The pair shook their heads ‘no’ sadly.  “It’s a shame you never made it outside your star’s system.  Thousands of lifeforms have,” they said in unison. “Those lifeforms thrive throughout the infinite galaxies in our universes.”

“Then how can you help us – me?” asked the human.

“We can implant a thought in your mind to distract you from your end.  Perhaps a memory you’d like to repeat, or a scene.  We could even allow you to believe that we’ve taken you with us and have escaped your end, if you’d like. But the destruction will come, just as surely as we are standing here.”

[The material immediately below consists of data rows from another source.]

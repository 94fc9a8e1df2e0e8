use crate::normalize;
use crate::rule_profile::CompiledProfile;

// @module: Paragraph splitting and confidence scoring

/// A paragraph span with its initial confidence score. Speaker
/// attribution and reference ids come later.
#[derive(Debug, Clone, PartialEq)]
pub struct ParagraphSpan {
    /// Trimmed paragraph text
    pub text: String,
    /// Initial segmentation confidence in [0, 1]
    pub confidence: f32,
}

/// Split one chapter's content into scored paragraphs.
///
/// The content arrives Unicode-normalized and de-hyphenated (see
/// `normalize::clean`, applied before chapter segmentation). This pass
/// strips the profile's noise-line patterns, collapses the blank lines
/// the stripping leaves behind, splits on the separator pattern, and
/// drops empty results.
pub fn segment_paragraphs(content: &str, profile: &CompiledProfile) -> Vec<ParagraphSpan> {
    let stripped = strip_noise_lines(content, profile);
    let collapsed = normalize::collapse_blank_lines(&stripped);

    profile
        .paragraph_separator
        .split(&collapsed)
        .map(str::trim)
        .filter(|p| !p.is_empty())
        .map(|text| ParagraphSpan {
            text: text.to_string(),
            confidence: score_confidence(text),
        })
        .collect()
}

/// Remove lines matching any of the profile's strip patterns: page
/// numbers, running headers, printer's marks.
fn strip_noise_lines(content: &str, profile: &CompiledProfile) -> String {
    if profile.strip_patterns.is_empty() {
        return content.to_string();
    }

    content
        .lines()
        .filter(|line| {
            let trimmed = line.trim();
            !profile.strip_patterns.iter().any(|re| re.is_match(trimmed))
        })
        .collect::<Vec<_>>()
        .join("\n")
}

/// Deterministic text-quality heuristic. Intentionally crude and fast:
/// it only flags candidates for refinement, it does not score quality.
///
/// Very short fragments are usually OCR debris; a high ratio of
/// characters outside letters/digits/whitespace/basic punctuation
/// usually means a mangled scan.
pub fn score_confidence(text: &str) -> f32 {
    let char_count = text.chars().count();

    if char_count < 10 {
        return 0.3;
    }
    if char_count < 30 {
        return 0.6;
    }
    if special_char_ratio(text) > 0.3 {
        return 0.5;
    }
    1.0
}

/// Ratio of characters outside letters, digits, whitespace and basic
/// punctuation.
fn special_char_ratio(text: &str) -> f32 {
    let total = text.chars().count();
    if total == 0 {
        return 0.0;
    }

    let special = text
        .chars()
        .filter(|c| !c.is_alphanumeric() && !c.is_whitespace() && !is_basic_punctuation(*c))
        .count();

    special as f32 / total as f32
}

fn is_basic_punctuation(c: char) -> bool {
    matches!(c, '.' | ',' | ';' | ':' | '!' | '?' | '\'' | '"' | '(' | ')' | '-' | '\u{2014}' | '«' | '»')
}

The man crossed his arms, making a decision that 7 billion other humans were making over the surface of the Earth.  “Could you transport me to where my daughter is?”

“Sadly, no.”

Drew Gantry took a deep breath, closing his eyes briefly.  “Could you let me be at a birthday party with my family?”

“We will make it so,” the frail twins said quietly, in unison. 

Drew went to say thank-you but he would never know if the two heard him or not, because he found himself at his grandson’s twelfth birthday party.

“You’re welcome,” said his daughter Vicky, handing him a red plastic cup filled with soda.  “Come on, dad, it’s time for Alex to blow out the candles.” 

Everyone was there in the kitchen – his three children and their spouses, his grandchildren, and his mother.

Vicky was waving her hands to settle everyone down.  “Time to sing, people!  Everyone sings!  I’ll start it off…” She was radiant, six months pregnant and still going strong.  “Happy birthday to you! Happy birthday to you…”  The party was brighter and happier than he remembered but he was there again, among family.  “…dear Alex.  Happy birthday to you – and many more!”  There were smiles and laughs all round.

His daughter-in-law rushed over to encourage her son.  “Now blow out the candles, dear.  Blow out the candles.”

Alex inhaled deeply and suddenly it occurred to Drew that there was something he was trying to remember, something he had forgotten.  “Ele,” he whispered, “Extinction level event.” He had to smirk at his lack of initial understanding.  He looked up at the happy face of his grandson before returning his attention to the cake.  The candles were still burning, each flame suddenly getting brighter and brighter until the room was the brightness of a hundred suns.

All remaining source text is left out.